In the wake of Bauchner’s departure, the JAMA journals editors have committed to new editorial priorities that promote diversity, equity, and inclusion and advance antiracism. Needless to say, articles deviating from these priorities will not be welcomed.

Indeed, even speculating that there could be a nonracist cause for health disparities leads to condemnation. A September 2020 JAMA paper examined whether higher COVID-19 infection and death rates in blacks might be explained by the overexpression in blacks of a gene that makes a protein that facilitates the entry and spread of the SARS-CoV-2 virus into nasal cells. Overexpression of the gene was already associated with a higher incidence of prostate cancer in black men versus white men.
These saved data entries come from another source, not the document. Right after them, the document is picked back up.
//! Projectiles in flight between a tower and its target.

use std::time::Duration;

use waypoint_defence_core::{
    AttackProfile, Bounds, ChainLightning, EntityId, PoisonEffect, ProjectileMotion,
    ProjectileSnapshot, Size, SlowEffect, Splash, Vec2,
};

const PROJECTILE_EDGE: f32 = 6.0;

/// Damage and effects delivered when a projectile resolves.
#[derive(Clone, Copy, Debug, PartialEq)]
pub(crate) struct Payload {
    /// Direct damage before armor, critical multiplier included.
    pub(crate) damage: f32,
    pub(crate) armor_penetration: f32,
    pub(crate) splash: Option<Splash>,
    pub(crate) slow: Option<SlowEffect>,
    pub(crate) poison: Option<PoisonEffect>,
    pub(crate) stun: Option<Duration>,
    pub(crate) chain: Option<ChainLightning>,
    pub(crate) critical: bool,
}

impl Payload {
    /// Captures the tower's current profile, doubling damage on a critical roll.
    pub(crate) fn from_profile(profile: &AttackProfile, critical: bool) -> Self {
        let multiplier = match profile.critical {
            Some(roll) if critical => roll.multiplier,
            _ => 1.0,
        };
        Self {
            damage: profile.stats.damage * multiplier,
            armor_penetration: profile.armor_penetration,
            splash: profile.splash,
            slow: profile.slow,
            poison: profile.poison,
            stun: profile.stun,
            chain: profile.chain,
            critical: critical && profile.critical.is_some(),
        }
    }
}

/// Projectile stored inside the world.
#[derive(Clone, Debug)]
pub(crate) struct ProjectileState {
    pub(crate) id: EntityId,
    pub(crate) tower: EntityId,
    pub(crate) target: EntityId,
    position: Vec2,
    impact: Vec2,
    motion: ProjectileMotion,
    pub(crate) payload: Payload,
    resolved: bool,
    pub(crate) active: bool,
}

impl ProjectileState {
    pub(crate) fn new(
        id: EntityId,
        tower: EntityId,
        target: EntityId,
        origin: Vec2,
        impact: Vec2,
        motion: ProjectileMotion,
        payload: Payload,
    ) -> Self {
        Self {
            id,
            tower,
            target,
            position: origin,
            impact,
            motion,
            payload,
            resolved: false,
            active: true,
        }
    }

    pub(crate) const fn position(&self) -> Vec2 {
        self.position
    }

    pub(crate) fn bounds(&self) -> Bounds {
        Bounds::centered_at(self.position, Size::square(PROJECTILE_EDGE))
    }

    /// Moves the projectile and reports whether it resolved during this update.
    ///
    /// Instant projectiles resolve on their first update; travelling ones on
    /// reaching the impact point.
    pub(crate) fn update(&mut self, dt: Duration) -> bool {
        if self.resolved {
            return false;
        }
        match self.motion {
            ProjectileMotion::Instant => {
                self.position = self.impact;
            }
            ProjectileMotion::Travel { speed } => {
                self.position = self
                    .position
                    .step_towards(self.impact, speed * dt.as_secs_f32());
                if self.position != self.impact {
                    return false;
                }
            }
        }
        self.resolve()
    }

    /// Resolves the projectile when it touches its own target.
    pub(crate) fn touch(&mut self, other: EntityId) -> bool {
        other == self.target && self.resolve()
    }

    fn resolve(&mut self) -> bool {
        if self.resolved {
            return false;
        }
        self.resolved = true;
        true
    }

    pub(crate) fn snapshot(&self) -> ProjectileSnapshot {
        ProjectileSnapshot {
            id: self.id,
            tower: self.tower,
            target: self.target,
            bounds: self.bounds(),
            impact: self.impact,
        }
    }
}
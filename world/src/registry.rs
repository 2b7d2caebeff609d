//! Deferred-mutation store that owns every live entity.

use std::collections::BTreeSet;

use waypoint_defence_core::{Bounds, EntityId, Vec2};

/// Describes what an entity collided with during a collision pass.
#[derive(Clone, Copy, Debug, PartialEq)]
pub(crate) struct Contact<K> {
    /// Identifier of the other entity.
    pub(crate) other: EntityId,
    /// Variant of the other entity.
    pub(crate) kind: K,
}

/// Capability set shared by every entity stored in the registry.
pub(crate) trait Entity {
    /// Closed set of entity variants used by kind queries.
    type Kind: Copy + Eq;
    /// Deferred message emitted from hooks and resolved by the owner.
    type Signal;

    fn id(&self) -> EntityId;

    fn kind(&self) -> Self::Kind;

    fn bounds(&self) -> Bounds;

    fn is_active(&self) -> bool;

    /// Marks the entity inactive so queries skip it before the next flush.
    fn deactivate(&mut self);

    fn on_collision(&mut self, contact: Contact<Self::Kind>, signals: &mut Vec<Self::Signal>);

    /// Invoked once when the registry is cleared.
    fn teardown(&mut self, signals: &mut Vec<Self::Signal>);
}

/// Owns entities and stages structural changes until the next flush.
///
/// Entities are kept in identifier order because identifiers are allocated
/// monotonically and staged additions are appended in allocation order.
#[derive(Debug)]
pub(crate) struct EntityRegistry<E> {
    live: Vec<E>,
    pending_add: Vec<E>,
    pending_remove: BTreeSet<EntityId>,
    next_id: u32,
}

impl<E: Entity> EntityRegistry<E> {
    pub(crate) fn new() -> Self {
        Self {
            live: Vec::new(),
            pending_add: Vec::new(),
            pending_remove: BTreeSet::new(),
            next_id: 0,
        }
    }

    /// Allocates an identifier and stages the entity built from it.
    pub(crate) fn add(&mut self, build: impl FnOnce(EntityId) -> E) -> EntityId {
        let id = EntityId::new(self.next_id);
        self.next_id = self.next_id.saturating_add(1);
        self.pending_add.push(build(id));
        id
    }

    /// Deactivates the entity immediately and stages its removal.
    ///
    /// Returns `false` when no live or staged entity carries the identifier.
    pub(crate) fn remove(&mut self, id: EntityId) -> bool {
        match self.get_mut(id) {
            Some(entity) => {
                entity.deactivate();
                let _ = self.pending_remove.insert(id);
                true
            }
            None => false,
        }
    }

    /// Applies staged additions, then staged removals.
    pub(crate) fn flush(&mut self) {
        self.live.append(&mut self.pending_add);
        if self.pending_remove.is_empty() {
            return;
        }
        let removed = std::mem::take(&mut self.pending_remove);
        self.live.retain(|entity| !removed.contains(&entity.id()));
    }

    /// Looks up a live or staged entity.
    pub(crate) fn get(&self, id: EntityId) -> Option<&E> {
        match self.live.binary_search_by_key(&id, |entity| entity.id()) {
            Ok(index) => self.live.get(index),
            Err(_) => self.pending_add.iter().find(|entity| entity.id() == id),
        }
    }

    /// Looks up a live or staged entity for mutation.
    pub(crate) fn get_mut(&mut self, id: EntityId) -> Option<&mut E> {
        match self.live.binary_search_by_key(&id, |entity| entity.id()) {
            Ok(index) => self.live.get_mut(index),
            Err(_) => self.pending_add.iter_mut().find(|entity| entity.id() == id),
        }
    }

    /// Iterates flushed entities, active or not, in identifier order.
    pub(crate) fn iter(&self) -> impl Iterator<Item = &E> {
        self.live.iter()
    }

    /// Iterates flushed entities mutably in identifier order.
    pub(crate) fn iter_mut(&mut self) -> impl Iterator<Item = &mut E> {
        self.live.iter_mut()
    }

    /// Active flushed entities of one variant.
    pub(crate) fn query_by_kind(&self, kind: E::Kind) -> impl Iterator<Item = &E> {
        self.live
            .iter()
            .filter(move |entity| entity.is_active() && entity.kind() == kind)
    }

    /// Active flushed entities whose center lies within `radius` of `center`.
    pub(crate) fn query_in_radius(&self, center: Vec2, radius: f32) -> impl Iterator<Item = &E> {
        let radius_squared = radius * radius;
        self.live.iter().filter(move |entity| {
            entity.is_active() && entity.bounds().center().distance_squared(center) <= radius_squared
        })
    }

    /// Counts active entities of one variant, staged additions included.
    pub(crate) fn count_by_kind(&self, kind: E::Kind) -> usize {
        self.live
            .iter()
            .chain(self.pending_add.iter())
            .filter(|entity| entity.is_active() && entity.kind() == kind)
            .count()
    }

    /// Invokes both collision hooks for every intersecting pair of active
    /// entities and returns the number of pairs.
    ///
    /// Bounds are captured before any hook runs, so a hook that deactivates
    /// an entity does not hide it from the remaining pairs of this pass.
    pub(crate) fn collision_pass(&mut self, signals: &mut Vec<E::Signal>) -> usize {
        let snapshot: Vec<(usize, Bounds, Contact<E::Kind>)> = self
            .live
            .iter()
            .enumerate()
            .filter(|(_, entity)| entity.is_active())
            .map(|(index, entity)| {
                let contact = Contact {
                    other: entity.id(),
                    kind: entity.kind(),
                };
                (index, entity.bounds(), contact)
            })
            .collect();

        let mut pairs = 0;
        for (offset, (first_index, first_bounds, first)) in snapshot.iter().enumerate() {
            for (second_index, second_bounds, second) in &snapshot[offset + 1..] {
                if !first_bounds.intersects(second_bounds) {
                    continue;
                }
                self.live[*first_index].on_collision(*second, signals);
                self.live[*second_index].on_collision(*first, signals);
                pairs += 1;
            }
        }
        pairs
    }

    /// Tears down every live and staged entity and discards all queues.
    pub(crate) fn clear(&mut self, signals: &mut Vec<E::Signal>) {
        for entity in self.live.iter_mut().chain(self.pending_add.iter_mut()) {
            entity.teardown(signals);
        }
        self.live.clear();
        self.pending_add.clear();
        self.pending_remove.clear();
    }
}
The researchers found higher gene expression in blacks’ nasal cells compared with other races and reported that trials of inhibitors of the protein that might level the playing field for blacks were underway. Yet a founder of the Institute for Antiracism in Medicine labeled the study “biomedical racism.” A May 2020 Health Affairs paper that found higher risk of hospitalization from COVID-19 for African Americans wondered if there could be “unknown or unmeasured genetic or biological factors that increase the severity of this illness for African Americans” but was forced to revise the article and remove this language.

There is well-known evidence of biologic bases for disparate racial outcomes. Black women do worse than white women with breast cancer. Yet when black and white women with the same common, early form of breast cancer were treated with the same treatments, the black women still had higher rates of recurrences and death. Moreover, a particularly aggressive and lethal form of breast cancer called triple-negative disease is known to be more common in black than white women. These facts suggest that genetic factors, rather than structural factors such as poor access to medical care or systemic racism, are more important explanations for black women’s poorer breast-cancer outcomes. Similarly, prostate cancer is more common and perhaps more aggressive in black than in white men. Ignoring these biologic differences and the therapeutic approaches they suggest will harm black patients.

Dr. Bauchner was purged for allowing others to question the wisdom of applying a political construct, systemic racism, to medicine. Science and medicine thrive on independent inquiry that overturns accepted but erroneous ideas. Both will now be constrained by politically correct modes of thought. Hopefully, we will not sacrifice too many legitimate inquiries into racial differences surrounding the susceptibility to and optimal treatments for different diseases before science, once again, triumphs over authorized beliefs.

Joel Zinberg is a senior fellow at the Competitive Enterprise Institute and the director of the Paragon Health Institute’s Public Health and American Well-Being Initiative. He served as senior economist at the White House Council of Economic Advisers, 2017–19.